FSoftware company TSE 250 Microfocus has agreed to pay shareholders $ 15million (£ 10.9million) who sued it over its takeover of parts of HP’s former Autonomy business, reports Matthew Champ.
Microfocus said it had agreed to settle the shareholder dispute in New York, although it said it continued to deny any wrongdoing.
The Newbury-based company has been hit with class action lawsuits after its botched takeover of parts of Autonomy from HP for £ 6.6bn in 2016.
The Autonomy business, founded by Mike Lynch, was sold to HP in 2011 for $ 11 billion, but was depreciated by $ 8.8 billion for accounting reasons. The founder of Autonomy has always denied wrongdoing.

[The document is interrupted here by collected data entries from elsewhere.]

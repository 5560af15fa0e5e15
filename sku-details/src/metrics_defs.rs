//! Metrics definitions for SKU details retrieval.

#[derive(Debug, Clone, Copy, PartialEq, Eq)]
pub enum MetricType {
    Counter,
    Histogram,
}

#[derive(Debug, Clone, Copy)]
pub struct MetricDef {
    pub name: &'static str,
    pub metric_type: MetricType,
    pub description: &'static str,
}

/// Counter for a [`MetricDef`], with optional `label => value` pairs.
#[macro_export]
macro_rules! counter {
    ($def:expr $(, $label:expr => $value:expr)* $(,)?) => {
        metrics::counter!($def.name $(, $label => $value)*)
    };
}

/// Histogram for a [`MetricDef`], with optional `label => value` pairs.
#[macro_export]
macro_rules! histogram {
    ($def:expr $(, $label:expr => $value:expr)* $(,)?) => {
        metrics::histogram!($def.name $(, $label => $value)*)
    };
}

pub const BATCH_CALLS: MetricDef = MetricDef {
    name: "sku_details.batch.calls",
    metric_type: MetricType::Counter,
    description: "Number of batch calls sent to the billing service. Tagged with product.",
};

pub const BATCH_DURATION: MetricDef = MetricDef {
    name: "sku_details.batch.duration",
    metric_type: MetricType::Histogram,
    description: "Duration of a single batch call in seconds",
};

pub const BATCH_SIZE: MetricDef = MetricDef {
    name: "sku_details.batch.size",
    metric_type: MetricType::Histogram,
    description: "Number of SKUs sent in a single batch call",
};

pub const REQUESTS: MetricDef = MetricDef {
    name: "sku_details.requests",
    metric_type: MetricType::Counter,
    description: "Finished SKU details requests. Tagged with outcome (completed, aborted, failed).",
};

pub const SERVICE_ERRORS: MetricDef = MetricDef {
    name: "sku_details.service_error",
    metric_type: MetricType::Counter,
    description: "Error responses reported by the billing service. Tagged with code.",
};

pub const CACHE_HIT: MetricDef = MetricDef {
    name: "sku_details.cache.hit",
    metric_type: MetricType::Counter,
    description: "Number of requests answered from the result cache",
};

pub const CACHE_MISS: MetricDef = MetricDef {
    name: "sku_details.cache.miss",
    metric_type: MetricType::Counter,
    description: "Number of cacheable requests that missed the result cache",
};

pub const ALL_METRICS: &[MetricDef] = &[
    BATCH_CALLS,
    BATCH_DURATION,
    BATCH_SIZE,
    REQUESTS,
    SERVICE_ERRORS,
    CACHE_HIT,
    CACHE_MISS,
];

/// Registers descriptions of all metrics with the installed recorder.
pub fn describe_metrics() {
    for def in ALL_METRICS {
        match def.metric_type {
            MetricType::Counter => metrics::describe_counter!(def.name, def.description),
            MetricType::Histogram => metrics::describe_histogram!(def.name, def.description),
        }
    }
}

Previously a member of the FTSE 100, Microfocus saw its share price plummet in 2018 – 46% in one day – after its CEO, who had joined HP, left after less than a year and had warned that his income would drop faster than expected.
He still faces an ongoing shareholder dispute in California. Microfocus said it was too early to say whether the litigation would have a financial impact.
The settlement came as part of Microfocus’ half-year results, where it reported revenues of $ 1.4 billion, down 4.6 pc. The company has reduced its losses, its operating loss falling from $ 906.7 million a year earlier to $ 154.8 million in the past six months, and has reduced its costs and net debt, which s ‘amounts to $ 4.1 billion.
Microfocus’ share fell 4% at the start of the session.